在這八年多時間里,夏霜寒和陸紹云不但擁有了一男一女兩個健康可愛的孩子,他們平淡幸福的婚姻生活更維持得異常穩定,并沒有出現任何了不起的波折。
秋風颯爽、金桂飄香,又是一年秋季,又是一個秋狩的九月。
這一年同過去幾十年來的慣例一樣,宣布狩獵開始的第一個獵物——雄鹿,已然被帶到了林地的入口處,等待著圣上彎弓搭箭將其射殺。

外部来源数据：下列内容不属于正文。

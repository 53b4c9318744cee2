//! Key-value persistence boundary.
//!
//! Each module owns a key space (a namespace) and stores JSON values under
//! string keys.  There are no cross-module transactions.  Keys that belong to
//! a chat are conventionally the chat id, or `<chat id>:<suffix>`, so a chat
//! migration is a [`Namespace::rename`] plus a [`Namespace::rename_prefix`].

use std::collections::{BTreeMap, HashMap};
use std::sync::Arc;

use parking_lot::RwLock;
use serde::Serialize;
use serde::de::DeserializeOwned;
use serde_json::Value;

/// A namespaced key-value store.
pub trait Store: Send + Sync + 'static {
    fn get(&self, namespace: &str, key: &str) -> Option<Value>;

    fn set(&self, namespace: &str, key: &str, value: Value);

    fn remove(&self, namespace: &str, key: &str) -> Option<Value>;

    /// All keys of a namespace, in ascending order.
    fn keys(&self, namespace: &str) -> Vec<String>;
}

/// In-process [`Store`]; contents are lost on restart.
#[derive(Debug, Default)]
pub struct MemoryStore {
    spaces: RwLock<HashMap<String, BTreeMap<String, Value>>>,
}

impl MemoryStore {
    pub fn new() -> Self {
        Self::default()
    }
}

impl Store for MemoryStore {
    fn get(&self, namespace: &str, key: &str) -> Option<Value> {
        self.spaces.read().get(namespace)?.get(key).cloned()
    }

    fn set(&self, namespace: &str, key: &str, value: Value) {
        self.spaces
            .write()
            .entry(namespace.to_string())
            .or_default()
            .insert(key.to_string(), value);
    }

    fn remove(&self, namespace: &str, key: &str) -> Option<Value> {
        self.spaces.write().get_mut(namespace)?.remove(key)
    }

    fn keys(&self, namespace: &str) -> Vec<String> {
        self.spaces
            .read()
            .get(namespace)
            .map(|space| space.keys().cloned().collect())
            .unwrap_or_default()
    }
}

/// Typed view over one namespace of a [`Store`].
#[derive(Clone)]
pub struct Namespace {
    store: Arc<dyn Store>,
    name: String,
}

impl Namespace {
    pub fn new(store: Arc<dyn Store>, name: impl Into<String>) -> Self {
        Self {
            store,
            name: name.into(),
        }
    }

    pub fn name(&self) -> &str {
        &self.name
    }

    /// Reads and deserialises `key`; `Ok(None)` when absent.
    pub fn get<T: DeserializeOwned>(&self, key: &str) -> serde_json::Result<Option<T>> {
        self.store
            .get(&self.name, key)
            .map(serde_json::from_value)
            .transpose()
    }

    pub fn set<T: Serialize + ?Sized>(&self, key: &str, value: &T) -> serde_json::Result<()> {
        self.store.set(&self.name, key, serde_json::to_value(value)?);
        Ok(())
    }

    pub fn get_raw(&self, key: &str) -> Option<Value> {
        self.store.get(&self.name, key)
    }

    pub fn set_raw(&self, key: &str, value: Value) {
        self.store.set(&self.name, key, value);
    }

    /// Removes `key`, returning whether it existed.
    pub fn remove(&self, key: &str) -> bool {
        self.store.remove(&self.name, key).is_some()
    }

    pub fn contains(&self, key: &str) -> bool {
        self.store.get(&self.name, key).is_some()
    }

    pub fn keys(&self) -> Vec<String> {
        self.store.keys(&self.name)
    }

    pub fn keys_with_prefix(&self, prefix: &str) -> Vec<String> {
        self.keys()
            .into_iter()
            .filter(|k| k.starts_with(prefix))
            .collect()
    }

    /// Moves the value at `from` to `to`, overwriting `to`.
    ///
    /// Returns `false` (and changes nothing) when `from` is absent.
    pub fn rename(&self, from: &str, to: &str) -> bool {
        match self.store.remove(&self.name, from) {
            Some(value) => {
                self.store.set(&self.name, to, value);
                true
            }
            None => false,
        }
    }

    /// Re-keys every `from…` key to `to…`, returning how many moved.
    pub fn rename_prefix(&self, from: &str, to: &str) -> usize {
        let keys = self.keys_with_prefix(from);
        for key in &keys {
            let renamed = format!("{to}{}", &key[from.len()..]);
            self.rename(key, &renamed);
        }
        keys.len()
    }
}

impl std::fmt::Debug for Namespace {
    fn fmt(&self, f: &mut std::fmt::Formatter<'_>) -> std::fmt::Result {
        f.debug_struct("Namespace")
            .field("name", &self.name)
            .finish_non_exhaustive()
    }
}

#[cfg(test)]
mod tests {
    use super::*;

    fn ns(name: &str) -> Namespace {
        Namespace::new(Arc::new(MemoryStore::new()), name)
    }

    #[test]
    fn test_typed_roundtrip_and_missing_key() {
        let rules = ns("rules");
        rules.set("-100", "be nice").unwrap();
        assert_eq!(rules.get::<String>("-100").unwrap().as_deref(), Some("be nice"));
        assert_eq!(rules.get::<String>("-200").unwrap(), None);
    }

    #[test]
    fn test_namespaces_are_disjoint() {
        let store: Arc<dyn Store> = Arc::new(MemoryStore::new());
        let a = Namespace::new(Arc::clone(&store), "a");
        let b = Namespace::new(store, "b");
        a.set("k", &1).unwrap();
        assert!(!b.contains("k"));
    }

    #[test]
    fn test_rename_prefix_moves_only_matching_keys() {
        let warns = ns("warns");
        warns.set("-100:1", &2).unwrap();
        warns.set("-100:2", &1).unwrap();
        warns.set("-1000:3", &1).unwrap();

        assert_eq!(warns.rename_prefix("-100:", "-200:"), 2);
        assert_eq!(warns.keys(), ["-1000:3", "-200:1", "-200:2"]);
        assert_eq!(warns.get::<u32>("-200:1").unwrap(), Some(2));
    }

    #[test]
    fn test_rename_missing_key_is_noop() {
        let rules = ns("rules");
        assert!(!rules.rename("-1", "-2"));
        assert!(rules.keys().is_empty());
    }
}
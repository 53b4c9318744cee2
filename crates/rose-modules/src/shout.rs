//! `/shout`: spreads text out across a square.

use std::sync::Arc;

use rose_framework::{BoxError, Module, ModuleContext, ModuleDescriptor, UpdateContext, on_command};

pub const SHOUT: ModuleDescriptor = ModuleDescriptor::new("shout", create);

const HELP: &str = " - /shout <keyword>: write anything you want to give loud shout.";

const USAGE: &str = "Please provide text to shout. Usage: /shout <text>";

fn create(_: &ModuleContext) -> Result<Module, BoxError> {
    Ok(Module::new("shout")
        .display_name("Shout")
        .help(HELP)
        .matcher(on_command("shout").handler(shout)))
}

async fn shout(ctx: Arc<UpdateContext>) -> Result<(), BoxError> {
    let text = ctx.arg_text().trim();
    if text.is_empty() {
        ctx.reply(USAGE).await?;
        return Ok(());
    }
    ctx.reply(&format!("```{}```", render(text))).await?;
    Ok(())
}

/// The text spaced out on the first line, then each following character
/// repeated at both ends of a widening gap.
pub fn render(text: &str) -> String {
    let chars: Vec<char> = text.chars().collect();
    let mut lines = Vec::with_capacity(chars.len());

    lines.push(
        chars
            .iter()
            .map(char::to_string)
            .collect::<Vec<_>>()
            .join(" "),
    );
    for (i, c) in chars.iter().enumerate().skip(1) {
        lines.push(format!("{c}{}{c}", " ".repeat(2 * i - 1)));
    }
    lines.join("\n")
}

只不過與九年前不同的是,現如今上了年紀的皇上,已然拉不開那么硬的弓了。于是乎,象征著至高無上的皇權的這一箭,便被圣上親手交到了自己異常滿意的接班人——太子歐陽瀚——的手中。
“爹,今晚我想吃娘親親手做的燉兔肉,所以你今日一定要打滿三只兔子再回來,好嗎?畢竟等到晚上,兩個林哥哥,還有林叔叔和芭麗雅阿姨,他們是一定會過來和我們一起吃飯的。所以要是沒有三只兔子,這道燉菜肯定就要不夠吃了。”
林場外開闊的出入口處,眼見其他人都已經紛紛追隨著太子殿下策馬揚鞭地奔進山林中去,但深知自己的父親今日不當值,因此用不著護衛太子,進而敢肆無忌憚地對陸紹云撒嬌的陸承瑞,抬起自己軟乎乎的小手拉著父親的衣袍囔求道:“爹爹你會早早地就打好三只兔子回來的對嗎?承瑞不想餓肚子。”
“爹爹答應你,一定會早早地就打好獵物回來,絕不讓我的承瑞餓肚子。”慈愛而又寵溺地抱起自己年僅四歲的小女兒,微微低下頭去在她的臉蛋上親了一口的陸紹云,隨即又滿臉帶笑地轉向站在夏霜寒身邊的陸繼佳,向自己年方七歲的兒子問道:“繼佳有什么想要的嗎?爹爹一會進去打給你。”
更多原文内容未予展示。